A national effort is required to tackle the spread of Coronavirus (COVID-19), and we understand that people want to help others who are already ill or at particular risk. We wholeheartedly welcome such efforts and want to assist volunteers and the people receiving support in ensuring that help is provided safely.
It is absolutely vital that the spread of this virus is stopped, which is why the Government has limited when people can leave their homes. People are allowed to shop alone or with members of their household for basic necessities, as infrequently as possible. People can also leave their homes for any medical need, providing care or to help a vulnerable person. Everyone must follow these measures in full.
Where people require support the first option should always be to rely on friends, family, or neighbours who already know one another. If this is not possible, there are some very simple steps that can be taken to make arrangements with community volunteers as safe as possible. Particular care must be taken where children or vulnerable adults, such as those with dementia or other medical needs, are helped.
This factsheet (and accompanying FAQ document) is designed to address specific concerns that people involved in supporting their community may have at this time.
I would like to set up a community group where volunteers can offer to provide meals or pick up prescriptions for those unable to leave their homes. Do I need to carry out Disclosure and Barring Service (DBS) checks on the volunteers?
No, there is no legal requirement for you to carry out DBS checks on volunteers. Some established organisations (such as national charities) may already have this policy in place and DBS is working to process any checks as quickly as possible.
For local organisations being spontaneously set up to support people in the local community there are sensible and pragmatic steps that can be taken.
The most important thing you can do as a volunteer organiser is to ensure your group considers safeguarding practices. Adopting simple precautions like keeping records of money spent and providing shopping receipts supports you in helping your neighbourhoods whilst protecting vulnerable residents.
If working in pairs, you must stay two metres apart at all times.
You should go shopping for basic necessities, for example food and medicine, as infrequently as possible. Leave supplies at the door, where possible, to avoid entering another household.
Further information on safeguarding practices and DBS checks can be found in our accompanying FAQ document.
I would like to volunteer to help those in my street who are unable to leave their homes by delivering shopping or walking their dogs. Do I need a DBS Check?
No, there is no legal requirement for you to have a DBS Check.
However, volunteers will want to ensure that their activities are transparent and trusted by the community they are helping. Simple, practical precautions such as working safely in pairs, keeping records of money spent and providing shopping receipts will help to achieve this.
If they are not from the same household, volunteers must stay two metres apart at all times.
Please remember that gatherings of more than two people in public are currently banned, with these measures being enforced by the police.

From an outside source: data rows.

/// Transfer progress of one direction of an attempt.
#[derive(Clone, Copy, Debug, PartialEq)]
pub struct Progress {
    /// `transferred / total` when the total is known, otherwise `0` until done.
    pub percent: f64,
    pub transferred: u64,
    pub total: Option<u64>,
}

impl Progress {
    pub fn is_complete(&self) -> bool {
        self.percent >= 1.0
    }
}

#[derive(Debug)]
pub(crate) struct ProgressTracker {
    transferred: u64,
    total: Option<u64>,
}

impl ProgressTracker {
    pub(crate) fn new(total: Option<u64>) -> Self {
        Self {
            transferred: 0,
            total,
        }
    }

    pub(crate) fn snapshot(&self) -> Progress {
        let percent = match self.total {
            Some(0) => 0.0,
            // Capped below 1 so only `finish` reports completion.
            Some(total) => (self.transferred as f64 / total as f64).min(0.999_999),
            None => 0.0,
        };
        Progress {
            percent,
            transferred: self.transferred,
            total: self.total,
        }
    }

    pub(crate) fn advance(&mut self, chunk_len: usize) -> Progress {
        self.transferred = self.transferred.saturating_add(chunk_len as u64);
        if self.total.is_some_and(|total| total < self.transferred) {
            self.total = None;
        }
        self.snapshot()
    }

    pub(crate) fn finish(&mut self) -> Progress {
        self.total = Some(self.transferred);
        Progress {
            percent: 1.0,
            transferred: self.transferred,
            total: Some(self.transferred),
        }
    }
}

#[cfg(test)]
mod tests {
    use super::*;

    #[test]
    fn known_totals_report_fractions() {
        let mut tracker = ProgressTracker::new(Some(10));
        assert_eq!(tracker.snapshot().percent, 0.0);
        assert_eq!(tracker.advance(5).percent, 0.5);
        let last = tracker.advance(5);
        assert!(last.percent < 1.0);
        let done = tracker.finish();
        assert_eq!(done.percent, 1.0);
        assert_eq!(done.total, Some(10));
    }

    #[test]
    fn unknown_totals_stay_at_zero_until_finished() {
        let mut tracker = ProgressTracker::new(None);
        assert_eq!(tracker.advance(3).percent, 0.0);
        assert_eq!(tracker.advance(4).transferred, 7);
        let done = tracker.finish();
        assert!(done.is_complete());
        assert_eq!(done.transferred, 7);
        assert_eq!(done.total, Some(7));
    }

    #[test]
    fn overshooting_the_declared_total_drops_it() {
        let mut tracker = ProgressTracker::new(Some(2));
        let progress = tracker.advance(4);
        assert_eq!(progress.total, None);
        assert_eq!(progress.percent, 0.0);
    }
}
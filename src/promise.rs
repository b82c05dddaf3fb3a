use std::fmt;
use std::future::Future;
use std::pin::Pin;
use std::task::{Context, Poll};

use bytes::Bytes;
use futures_util::FutureExt;
use serde::de::DeserializeOwned;
use tokio::task::JoinHandle;
use tokio_util::sync::CancellationToken;

use crate::error::Error;
use crate::response::Response;
use crate::stream::{EventStream, joined_result};

/// A running promise-style session.
///
/// The session starts as soon as the promise is created. Awaiting it yields
/// the final response or error; dropping it cancels the session.
pub struct ResponsePromise {
    task: JoinHandle<Result<Response, Error>>,
    cancel: CancellationToken,
    events: Option<EventStream>,
}

impl ResponsePromise {
    pub(crate) fn new(
        task: JoinHandle<Result<Response, Error>>,
        cancel: CancellationToken,
        events: EventStream,
    ) -> Self {
        Self {
            task,
            cancel,
            events: Some(events),
        }
    }

    /// Cancels the session. Awaiting then yields a cancel error unless the
    /// session already settled.
    pub fn cancel(&self) {
        self.cancel.cancel();
    }

    pub fn is_canceled(&self) -> bool {
        self.cancel.is_cancelled()
    }

    /// Token that cancels this session when triggered.
    pub fn cancel_token(&self) -> CancellationToken {
        self.cancel.clone()
    }

    /// Lifecycle events. Returns `None` after the first call.
    pub fn events(&mut self) -> Option<EventStream> {
        self.events.take()
    }

    pub async fn text(self) -> Result<String, Error> {
        Ok(self.await?.text())
    }

    pub async fn json<T: DeserializeOwned>(self) -> Result<T, Error> {
        self.await?.json()
    }

    pub async fn buffer(self) -> Result<Bytes, Error> {
        Ok(self.await?.into_body())
    }
}

impl Future for ResponsePromise {
    type Output = Result<Response, Error>;

    fn poll(mut self: Pin<&mut Self>, cx: &mut Context<'_>) -> Poll<Self::Output> {
        self.task.poll_unpin(cx).map(joined_result)
    }
}

impl Drop for ResponsePromise {
    fn drop(&mut self) {
        self.cancel.cancel();
        self.task.abort();
    }
}

impl fmt::Debug for ResponsePromise {
    fn fmt(&self, formatter: &mut fmt::Formatter<'_>) -> fmt::Result {
        formatter
            .debug_struct("ResponsePromise")
            .field("canceled", &self.cancel.is_cancelled())
            .field("finished", &self.task.is_finished())
            .finish_non_exhaustive()
    }
}
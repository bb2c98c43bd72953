//! Dashboard screen, split into state, update logic and rendering

pub mod components;
pub mod renderer;
pub mod state;
pub mod updaters;
pub mod utils;

pub use renderer::render_dashboard;
pub use state::{DashboardState, GateState, ViewState};
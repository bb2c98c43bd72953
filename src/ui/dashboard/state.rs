//! Dashboard state management
//!
//! `ViewState` is the song list as the user sees it. It only changes through
//! its transition functions, so every refresh trigger goes through the same
//! sequence check. Widget readings and the activity log live beside it in
//! `DashboardState`.

use crate::api::models::{CurrentPlayback, Song, WebcamStatus};
use crate::consts::cli_consts::MAX_ACTIVITY_LOGS;
use crate::environment::Environment;
use crate::events::{AuthOutcome, Event as WorkerEvent};
use crate::mood::Emotion;
use crate::ranking::rank_songs;
use serde::Serialize;
use std::collections::VecDeque;
use std::time::Instant;

/// Where the authentication gate stands.
#[derive(Debug, Clone, Copy, Default, PartialEq, Eq, Serialize)]
#[serde(rename_all = "snake_case")]
pub enum GateState {
    #[default]
    Checking,
    Authenticated,
    Redirecting,
}

#[derive(Debug, Clone, Default, PartialEq, Serialize)]
pub struct ViewState {
    pub gate: GateState,
    /// Songs in server order, as last applied.
    pub songs: Vec<Song>,
    pub mood: Option<Emotion>,
    /// `songs` ordered for `mood`.
    pub ranked: Vec<Song>,
    pub loading: bool,
    /// Sequence number of the response currently shown; 0 before the first.
    pub last_applied_seq: u64,
}

impl ViewState {
    pub fn new(mood: Option<Emotion>) -> Self {
        Self {
            mood,
            ..Self::default()
        }
    }

    pub fn gate_resolved(&mut self, outcome: &AuthOutcome) {
        self.gate = match outcome {
            AuthOutcome::Authenticated => GateState::Authenticated,
            AuthOutcome::Redirect { .. } => GateState::Redirecting,
        };
    }

    /// A fetch went out. Starts that arrive after a newer response was
    /// already applied do not bring the indicator back.
    pub fn fetch_started(&mut self, seq: u64) {
        if seq > self.last_applied_seq {
            self.loading = true;
        }
    }

    /// Apply a response unless a newer one is already shown.
    /// Returns whether the songs were replaced.
    pub fn fetch_succeeded(&mut self, seq: u64, songs: Vec<Song>) -> bool {
        self.loading = false;
        if seq <= self.last_applied_seq {
            return false;
        }
        self.last_applied_seq = seq;
        self.songs = songs;
        self.rerank();
        true
    }

    /// The previous songs stay on screen.
    pub fn fetch_failed(&mut self, _seq: u64) {
        self.loading = false;
    }

    pub fn mood_selected(&mut self, mood: Option<Emotion>) {
        self.mood = mood;
        self.rerank();
    }

    fn rerank(&mut self) {
        self.ranked = rank_songs(&self.songs, self.mood);
    }
}

/// Everything the dashboard screen renders.
#[derive(Debug)]
pub struct DashboardState {
    pub environment: Environment,
    /// When the dashboard mounted.
    pub start_time: Instant,
    pub view: ViewState,

    pub playback: Option<CurrentPlayback>,
    pub webcam: Option<WebcamStatus>,
    /// Viewer's distance to the screen; `None` while no face is detected.
    pub face_distance: Option<f64>,
    pub volume: Option<u8>,
    /// Row highlighted in the song table.
    pub selected_song: usize,

    /// Queue of events waiting to be processed
    pub pending_events: VecDeque<WorkerEvent>,
    /// Activity logs for display
    pub activity_logs: VecDeque<WorkerEvent>,
    /// Animation tick counter
    pub tick: usize,
    pub with_background_color: bool,
}

impl DashboardState {
    pub fn new(
        environment: Environment,
        mood: Option<Emotion>,
        with_background_color: bool,
    ) -> Self {
        let mut view = ViewState::new(mood);
        view.gate = GateState::Authenticated;
        Self {
            environment,
            start_time: Instant::now(),
            view,
            playback: None,
            webcam: None,
            face_distance: None,
            volume: None,
            selected_song: 0,
            pending_events: VecDeque::new(),
            activity_logs: VecDeque::new(),
            tick: 0,
            with_background_color,
        }
    }

    /// Add an event to activity logs with size limit
    pub fn add_to_activity_log(&mut self, event: WorkerEvent) {
        if self.activity_logs.len() >= MAX_ACTIVITY_LOGS {
            self.activity_logs.pop_front();
        }
        self.activity_logs.push_back(event);
    }

    /// Add an event to the processing queue
    pub fn add_event(&mut self, event: WorkerEvent) {
        self.pending_events.push_back(event);
    }

    pub fn select_next_song(&mut self) {
        if self.selected_song + 1 < self.view.ranked.len() {
            self.selected_song += 1;
        }
    }

    pub fn select_previous_song(&mut self) {
        self.selected_song = self.selected_song.saturating_sub(1);
    }

    /// Mood after the current one in selector order, wrapping to "no mood".
    pub fn cycle_mood(&mut self) {
        let all = Emotion::all();
        let next = match self.view.mood {
            None => all.first().copied(),
            Some(current) => all
                .iter()
                .position(|e| *e == current)
                .and_then(|i| all.get(i + 1).copied()),
        };
        self.select_mood(next);
    }

    pub fn select_mood(&mut self, mood: Option<Emotion>) {
        self.view.mood_selected(mood);
        self.selected_song = 0;
    }
}

#[cfg(test)]
mod tests {
    use super::*;
    use std::collections::BTreeMap;

    fn song(id: &str, happy: Option<f64>) -> Song {
        let mut affinities = BTreeMap::new();
        if let Some(score) = happy {
            affinities.insert(Emotion::Happy, score);
        }
        Song {
            id: id.to_string(),
            title: id.to_string(),
            artist: "artist".to_string(),
            image: None,
            duration: "3:00".to_string(),
            emotion: None,
            score: None,
            affinities,
        }
    }

    fn ids(songs: &[Song]) -> Vec<&str> {
        songs.iter().map(|s| s.id.as_str()).collect()
    }

    #[test]
    fn test_older_response_is_discarded() {
        let mut view = ViewState::new(None);
        view.fetch_started(1);
        view.fetch_started(2);

        assert!(view.fetch_succeeded(2, vec![song("new", None)]));
        assert!(!view.fetch_succeeded(1, vec![song("old", None)]));

        assert_eq!(ids(&view.songs), vec!["new"]);
        assert_eq!(view.last_applied_seq, 2);
        assert!(!view.loading);
    }

    #[test]
    fn test_failure_keeps_songs_and_clears_loading() {
        let mut view = ViewState::new(None);
        view.fetch_succeeded(1, vec![song("a", None), song("b", None)]);

        view.fetch_started(2);
        assert!(view.loading);
        view.fetch_failed(2);

        assert!(!view.loading);
        assert_eq!(ids(&view.songs), vec!["a", "b"]);
        assert_eq!(view.last_applied_seq, 1);
    }

    #[test]
    fn test_clearing_mood_restores_server_order() {
        let mut view = ViewState::new(Some(Emotion::Happy));
        view.fetch_succeeded(1, vec![song("low", Some(0.1)), song("high", Some(0.9))]);
        assert_eq!(ids(&view.ranked), vec!["high", "low"]);

        view.mood_selected(None);
        assert_eq!(ids(&view.ranked), vec!["low", "high"]);
    }

    #[test]
    fn test_start_after_newer_response_keeps_loading_off() {
        let mut view = ViewState::new(None);
        view.fetch_succeeded(3, vec![]);
        view.fetch_started(2);
        assert!(!view.loading);
    }

    #[test]
    fn test_gate_and_serialization() {
        let mut view = ViewState::new(Some(Emotion::Sad));
        assert_eq!(view.gate, GateState::Checking);
        view.gate_resolved(&AuthOutcome::Redirect { auth_url: None });
        assert_eq!(view.gate, GateState::Redirecting);

        let json = serde_json::to_value(&view).unwrap();
        assert_eq!(json["gate"], "redirecting");
        assert_eq!(json["mood"], "sad");
        assert_eq!(json["last_applied_seq"], 0);
    }

    #[test]
    fn test_cycle_mood_wraps_to_none() {
        let mut state = DashboardState::new(Environment::Local, None, false);
        for expected in Emotion::all() {
            state.cycle_mood();
            assert_eq!(state.view.mood, Some(expected));
        }
        state.cycle_mood();
        assert_eq!(state.view.mood, None);
    }
}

Is anyone barred from volunteering?
The only people who are legally prevented from volunteering with children and vulnerable adults are those who have been barred from doing so by DBS. If you have been barred from certain types of work, then you would be committing an offence by trying to do that work.
Community Groups should ask their volunteers if they have been barred. If they have been barred, then you should not allow them to work closely with children or vulnerable adults. For further information see DBS guidance on barring.